- _Work request_
Copy all of the records word for word.

- _Data to examine_
************

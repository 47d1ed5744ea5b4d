use serde::{Deserialize, Serialize};
use uuid::Uuid;

/// User information persisted in the authenticated session.
#[derive(Debug, Clone, PartialEq, Eq, Serialize, Deserialize)]
pub struct UserIdentity {
    user_id: Uuid,
    display_name: String,
    email: Option<String>,
}

impl UserIdentity {
    /// Creates a user identity from resolved directory data.
    #[must_use]
    pub fn new(user_id: Uuid, display_name: impl Into<String>, email: Option<String>) -> Self {
        Self {
            user_id,
            display_name: display_name.into(),
            email,
        }
    }

    /// Returns the stable user identifier from the identity store.
    #[must_use]
    pub fn user_id(&self) -> Uuid {
        self.user_id
    }

    /// Returns the display name for the current user.
    #[must_use]
    pub fn display_name(&self) -> &str {
        self.display_name.as_str()
    }

    /// Returns the email, if the directory holds one.
    #[must_use]
    pub fn email(&self) -> Option<&str> {
        self.email.as_deref()
    }
}
use std::str::FromStr;

use async_trait::async_trait;
use sqlx::PgPool;

use storekeep_application::AccessPolicy;
use storekeep_core::{AppError, AppResult};
use storekeep_domain::{Permission, Role, UserId};

/// Policy oracle backed by the role assignments table.
///
/// Roles map to permissions statically; the oracle answers from whatever the
/// role store currently grants. Assignments with role names this build does
/// not know are ignored.
#[derive(Clone)]
pub struct PostgresAccessPolicy {
    pool: PgPool,
}

impl PostgresAccessPolicy {
    /// Creates a policy oracle with the provided connection pool.
    #[must_use]
    pub fn new(pool: PgPool) -> Self {
        Self { pool }
    }
}

#[async_trait]
impl AccessPolicy for PostgresAccessPolicy {
    async fn has_permission(&self, user_id: UserId, permission: Permission) -> AppResult<bool> {
        let roles: Vec<(String,)> =
            sqlx::query_as("SELECT role FROM role_assignments WHERE user_id = $1")
                .bind(user_id.as_uuid())
                .fetch_all(&self.pool)
                .await
                .map_err(|error| {
                    AppError::Persistence(format!("failed to load role assignments: {error}"))
                })?;

        Ok(roles
            .into_iter()
            .filter_map(|(role,)| Role::from_str(&role).ok())
            .any(|role| role.permissions().contains(&permission)))
    }
}
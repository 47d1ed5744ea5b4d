//! Identity-store port and the delivery-profile service built on it.

use std::sync::Arc;

use async_trait::async_trait;

use storekeep_core::{AppError, AppResult, NonEmptyString};
use storekeep_domain::{UserId, UserProfile};

/// Validated profile fields a user may change themselves.
#[derive(Debug, Clone, PartialEq, Eq)]
pub struct ProfileUpdate {
    /// New display name, non-empty.
    pub display_name: String,
    /// New contact phone, if any.
    pub cell_phone: Option<String>,
    /// New delivery country, if any.
    pub country: Option<String>,
}

impl ProfileUpdate {
    /// Creates a validated profile update.
    pub fn new(
        display_name: impl Into<String>,
        cell_phone: Option<String>,
        country: Option<String>,
    ) -> AppResult<Self> {
        let display_name = NonEmptyString::new(display_name)?;

        Ok(Self {
            display_name: display_name.into(),
            cell_phone,
            country,
        })
    }
}

/// Port for the external identity store.
///
/// Credentials and sessions are owned elsewhere; this port only resolves
/// users and updates the profile fields shown around orders.
#[async_trait]
pub trait UserDirectory: Send + Sync {
    /// Finds a user by their unique identifier.
    async fn find_by_id(&self, user_id: UserId) -> AppResult<Option<UserProfile>>;

    /// Finds a user by email (case-insensitive).
    async fn find_by_email(&self, email: &str) -> AppResult<Option<UserProfile>>;

    /// Updates the user's profile fields.
    async fn update_profile(&self, user_id: UserId, update: &ProfileUpdate) -> AppResult<()>;
}

/// Application service for viewing and updating the delivery profile.
#[derive(Clone)]
pub struct ProfileService {
    users: Arc<dyn UserDirectory>,
}

impl ProfileService {
    /// Creates a new profile service.
    #[must_use]
    pub fn new(users: Arc<dyn UserDirectory>) -> Self {
        Self { users }
    }

    /// Returns the profile for a user, failing when the record is gone.
    pub async fn profile(&self, user_id: UserId) -> AppResult<UserProfile> {
        self.users
            .find_by_id(user_id)
            .await?
            .ok_or_else(|| AppError::NotFound(format!("no user with id {user_id}")))
    }

    /// Applies a validated profile update.
    pub async fn update(&self, user_id: UserId, update: ProfileUpdate) -> AppResult<UserProfile> {
        if self.users.find_by_id(user_id).await?.is_none() {
            return Err(AppError::NotFound(format!("no user with id {user_id}")));
        }

        self.users.update_profile(user_id, &update).await?;
        self.profile(user_id).await
    }
}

************

- _Worked solution_
repository 47d1ed5744ea5b4d
use serde::{Deserialize, Serialize};
use uuid::Uuid;

/// User information persisted in the authenticated session.
#[derive(Debug, Clone, PartialEq, Eq, Serialize, Deserialize)]
pub struct UserIdentity {
    user_id: Uuid,
    display_name: String,
    email: Option<String>,
}

impl UserIdentity {
    /// Creates a user identity from resolved directory data.
    #[must_use]
    pub fn new(user_id: Uuid, display_name: impl Into<String>, email: Option<String>) -> Self {
        Self {
            user_id,
            display_name: display_name.into(),
            email,
        }
    }

    /// Returns the stable user identifier from the identity store.
    #[must_use]
    pub fn user_id(&self) -> Uuid {
        self.user_id
    }

    /// Returns the display name for the current user.
    #[must_use]
    pub fn display_name(&self) -> &str {
        self.display_name.as_str()
    }

    /// Returns the email, if the directory holds one.
    #[must_use]
    pub fn email(&self) -> Option<&str> {
        self.email.as_deref()
    }
}
use std::str::FromStr;

use async_trait::async_trait;
use sqlx::PgPool;

use storekeep_application::AccessPolicy;
use storekeep_core::{AppError, AppResult};
use storekeep_domain::{Permission, Role, UserId};

/// Policy oracle backed by the role assignments table.
///
/// Roles map to permissions statically; the oracle answers from whatever the
/// role store currently grants. Assignments with role names this build does
/// not know are ignored.
#[derive(Clone)]
pub struct PostgresAccessPolicy {
    pool: PgPool,
}

impl PostgresAccessPolicy {
    /// Creates a policy oracle with the provided connection pool.
    #[must_use]
    pub fn new(pool: PgPool) -> Self {
        Self { pool }
    }
}

#[async_trait]
impl AccessPolicy for PostgresAccessPolicy {
    async fn has_permission(&self, user_id: UserId, permission: Permission) -> AppResult<bool> {
        let roles: Vec<(String,)> =
            sqlx::query_as("SELECT role FROM role_assignments WHERE user_id = $1")
                .bind(user_id.as_uuid())
                .fetch_all(&self.pool)
                .await
                .map_err(|error| {
                    AppError::Persistence(format!("failed to load role assignments: {error}"))
                })?;

        Ok(roles
            .into_iter()
            .filter_map(|(role,)| Role::from_str(&role).ok())
            .any(|role| role.permissions().contains(&permission)))
    }
}
repository 47d1ed5744ea5b4d
//! Identity-store port and the delivery-profile service built on it.

use std::sync::Arc;

use async_trait::async_trait;

use storekeep_core::{AppError, AppResult, NonEmptyString};
use storekeep_domain::{UserId, UserProfile};

/// Validated profile fields a user may change themselves.
#[derive(Debug, Clone, PartialEq, Eq)]
pub struct ProfileUpdate {
    /// New display name, non-empty.
    pub display_name: String,
    /// New contact phone, if any.
    pub cell_phone: Option<String>,
    /// New delivery country, if any.
    pub country: Option<String>,
}

impl ProfileUpdate {
    /// Creates a validated profile update.
    pub fn new(
        display_name: impl Into<String>,
        cell_phone: Option<String>,
        country: Option<String>,
    ) -> AppResult<Self> {
        let display_name = NonEmptyString::new(display_name)?;

        Ok(Self {
            display_name: display_name.into(),
            cell_phone,
            country,
        })
    }
}

/// Port for the external identity store.
///
/// Credentials and sessions are owned elsewhere; this port only resolves
/// users and updates the profile fields shown around orders.
#[async_trait]
pub trait UserDirectory: Send + Sync {
    /// Finds a user by their unique identifier.
    async fn find_by_id(&self, user_id: UserId) -> AppResult<Option<UserProfile>>;

    /// Finds a user by email (case-insensitive).
    async fn find_by_email(&self, email: &str) -> AppResult<Option<UserProfile>>;

    /// Updates the user's profile fields.
    async fn update_profile(&self, user_id: UserId, update: &ProfileUpdate) -> AppResult<()>;
}

/// Application service for viewing and updating the delivery profile.
#[derive(Clone)]
pub struct ProfileService {
    users: Arc<dyn UserDirectory>,
}

impl ProfileService {
    /// Creates a new profile service.
    #[must_use]
    pub fn new(users: Arc<dyn UserDirectory>) -> Self {
        Self { users }
    }

    /// Returns the profile for a user, failing when the record is gone.
    pub async fn profile(&self, user_id: UserId) -> AppResult<UserProfile> {
        self.users
            .find_by_id(user_id)
            .await?
            .ok_or_else(|| AppError::NotFound(format!("no user with id {user_id}")))
    }

    /// Applies a validated profile update.
    pub async fn update(&self, user_id: UserId, update: ProfileUpdate) -> AppResult<UserProfile> {
        if self.users.find_by_id(user_id).await?.is_none() {
            return Err(AppError::NotFound(format!("no user with id {user_id}")));
        }

        self.users.update_profile(user_id, &update).await?;
        self.profile(user_id).await
    }
}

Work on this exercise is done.